ABSTRACT Background TTF therapy is a novel, non-invasive treatment modality for solid tumors recently approved by FDA for recurrent GBM. It uses intermediate frequency alternating electric fields to inhibit tumor growth, by mitotic spindle and plasma membrane integrity disruption during cytokinesis. Pemetrexed is a folate antimetabolite used as a first/second line and as a maintenance therapy for non-squamous NSCLC patients. Preclinical studies in NSCLC models demonstrated that TTF therapy and pemetrexed had additive efficacy, with no increase in toxicity. The current trial tested TTF therapy concomitant to pemetrexed in NSCLC patients. Methods A single arm, multi-center, prospective trial was performed in 42 stage IIIB (with pleural effusion) and IV NSCLC patients, following progression after at least one prior chemotherapy. Patients received continuous 150 KHz TTF therapy (12 h/day) using the NovoTTF-100L system (NovoCure, Israel), concomitant to pemetrexed (Alimta™, Eli Lilly) q3w, until progression. Pemetrexed was in use for squamous histology when the study opened. Results The trial included 35 patients with non-squamous histology and 7 patients with squamous histology. TTF Therapy was well tolerated by all patients enrolled in the trial, with high compliance (11 h/day).
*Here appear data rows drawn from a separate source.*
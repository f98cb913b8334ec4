use super::*;
use crate::Config;
use crate::classify::SubstringClassifier;
use crate::error::ApiError;
use crate::tool::{FetchRequest, MediaTool, ToolLog};
use async_trait::async_trait;
use axum::body::Body;
use axum::http::{Request, Response, StatusCode};
use std::path::{Path, PathBuf};
use std::sync::Mutex;
use std::sync::atomic::{AtomicUsize, Ordering};
use std::time::{Duration, SystemTime};
use tempfile::TempDir;
use tower::ServiceExt;


/// What the fake tool does when invoked
enum Behavior {
    /// Write files (name, contents, age in seconds) and report a title
    Write {
        files: Vec<(&'static str, Vec<u8>, u64)>,
        title: Option<&'static str>,
    },
    /// Report a tool failure with this message
    Fail(&'static str),
    /// Write a file, then panic
    Panic,
}

/// MediaTool stand-in that records every workspace it was handed
struct FakeTool {
    behavior: Behavior,
    calls: AtomicUsize,
    workspaces: Mutex<Vec<PathBuf>>,
}

impl FakeTool {
    fn new(behavior: Behavior) -> Arc<Self> {
        Arc::new(Self {
            behavior,
            calls: AtomicUsize::new(0),
            workspaces: Mutex::new(Vec::new()),
        })
    }

    fn calls(&self) -> usize {
        self.calls.load(Ordering::SeqCst)
    }

    fn workspaces(&self) -> Vec<PathBuf> {
        self.workspaces.lock().unwrap().clone()
    }
}

fn write_aged(path: &Path, data: &[u8], age_secs: u64) {
    std::fs::write(path, data).unwrap();
    let file = std::fs::File::options().write(true).open(path).unwrap();
    file.set_modified(SystemTime::now() - Duration::from_secs(age_secs))
        .unwrap();
}

#[async_trait]
impl MediaTool for FakeTool {
    async fn fetch_audio(
        &self,
        request: &FetchRequest,
        log: &dyn ToolLog,
    ) -> crate::Result<Option<String>> {
        self.calls.fetch_add(1, Ordering::SeqCst);
        self.workspaces
            .lock()
            .unwrap()
            .push(request.output_dir.clone());

        match &self.behavior {
            Behavior::Write { files, title } => {
                log.debug("[fake] extracting");
                for (name, data, age) in files {
                    write_aged(&request.output_dir.join(name), data, *age);
                }
                Ok(title.map(str::to_string))
            }
            Behavior::Fail(message) => {
                log.warning("WARNING: [fake] something odd");
                log.error(message);
                Err(crate::Error::Extraction {
                    message: message.to_string(),
                })
            }
            Behavior::Panic => {
                std::fs::write(request.output_dir.join("partial.mp3"), b"x").unwrap();
                panic!("fake tool exploded");
            }
        }
    }

    fn name(&self) -> &'static str {
        "fake"
    }
}

/// Router wired to `tool`, with workspaces created under a private temp root
struct TestApp {
    router: Router,
    workspace_root: TempDir,
    _static_dir: TempDir,
}

impl TestApp {
    fn new(tool: Arc<FakeTool>) -> Self {
        let workspace_root = tempfile::tempdir().unwrap();
        let static_dir = tempfile::tempdir().unwrap();
        let index = static_dir.path().join("index.html");
        std::fs::write(&index, "<html><body>audio-dl</body></html>").unwrap();

        let mut config = Config::default();
        config.tool.workspace_root = Some(workspace_root.path().to_path_buf());
        config.server.index_path = index;
        config.server.swagger_ui = false;

        Self::with_config(config, tool, workspace_root, static_dir)
    }

    fn with_config(
        config: Config,
        tool: Arc<FakeTool>,
        workspace_root: TempDir,
        static_dir: TempDir,
    ) -> Self {
        let state = AppState::new(
            Arc::new(config),
            tool,
            Arc::new(SubstringClassifier::default()),
        );

        Self {
            router: create_router(state),
            workspace_root,
            _static_dir: static_dir,
        }
    }

    async fn send(&self, request: Request<Body>) -> Response<Body> {
        self.router.clone().oneshot(request).await.unwrap()
    }

    async fn post_download(&self, body: &str) -> Response<Body> {
        self.send(
            Request::builder()
                .method("POST")
                .uri("/download_mp3")
                .header("content-type", "application/json")
                .body(Body::from(body.to_string()))
                .unwrap(),
        )
        .await
    }

    async fn get(&self, uri: &str) -> Response<Body> {
        self.send(Request::builder().uri(uri).body(Body::empty()).unwrap())
            .await
    }

    /// Number of entries left under the workspace root
    fn leftover_workspaces(&self) -> usize {
        std::fs::read_dir(self.workspace_root.path()).unwrap().count()
    }
}

async fn body_bytes(response: Response<Body>) -> Vec<u8> {
    axum::body::to_bytes(response.into_body(), usize::MAX)
        .await
        .unwrap()
        .to_vec()
}

async fn body_error(response: Response<Body>) -> String {
    let api_error: ApiError = serde_json::from_slice(&body_bytes(response).await).unwrap();
    api_error.error
}

#[tokio::test]
async fn test_api_server_spawns() {
    let mut config = Config::default();
    config.server.bind_address = "127.0.0.1:0".parse().unwrap(); // Port 0 = OS assigns a free port
    config.tool.search_path = false;
    let config = Arc::new(config);

    let api_handle = tokio::spawn(start_api_server(config));

    tokio::time::sleep(Duration::from_millis(100)).await;
    assert!(!api_handle.is_finished(), "server should still be running");

    api_handle.abort();
}

#[tokio::test]
async fn test_cors_enabled() {
    let workspace_root = tempfile::tempdir().unwrap();
    let static_dir = tempfile::tempdir().unwrap();
    let mut config = Config::default();
    config.server.cors_enabled = true;
    config.server.cors_origins = vec!["*".to_string()];
    config.tool.workspace_root = Some(workspace_root.path().to_path_buf());

    let app = TestApp::with_config(
        config,
        FakeTool::new(Behavior::Fail("unused")),
        workspace_root,
        static_dir,
    );

    let response = app
        .send(
            Request::builder()
                .uri("/health")
                .header("Origin", "http://localhost:3000")
                .body(Body::empty())
                .unwrap(),
        )
        .await;

    assert_eq!(response.status(), StatusCode::OK);
    assert!(
        response
            .headers()
            .contains_key("access-control-allow-origin"),
        "CORS header should be present when CORS is enabled"
    );
}

#[tokio::test]
async fn test_cors_disabled_by_default() {
    let app = TestApp::new(FakeTool::new(Behavior::Fail("unused")));

    let response = app
        .send(
            Request::builder()
                .uri("/health")
                .header("Origin", "http://localhost:3000")
                .body(Body::empty())
                .unwrap(),
        )
        .await;

    assert_eq!(response.status(), StatusCode::OK);
    assert!(
        !response
            .headers()
            .contains_key("access-control-allow-origin")
    );
}

#[test]
fn test_build_cors_layer_with_specific_origins() {
    // Only checks that building with explicit origins does not panic
    let _layer = build_cors_layer(&[
        "http://localhost:3000".to_string(),
        "not a header value \n".to_string(),
    ]);
}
No TTF-related adverse events were reported apart from dermatitis caused by the application of transducer arrays. Median progression free survival was 22.7 and 10.3 weeks for non-squamous and squamous histology, respectively. Seven patients who initially had in-field-only disease (including squamous histology) had distant metastases before progressing in-field. Median overall survival was 12.4 and 13.8 months for nonsquamous and squamous histology, respectively. One- and two- year-survival was 53% and 27%, respectively. Conclusions TTF therapy concomitant to pemetrexed was well tolerated and safe for patients with advanced NSCLC, of all histologies. Efficacy indices are promising, in view of the poor outcome previously reported for similar populations. This first clinical trial involving TTF as a treatment for NSCLC patients suggests that it should be further studied in larger clinical trials for squamous and nonsquamous NSCLC Disclosure M. Salzberg: Medpace Inc. is a contracted Contract Research Organization (CRO) for Novocure Ltd. All other authors have declared no conflicts of interest.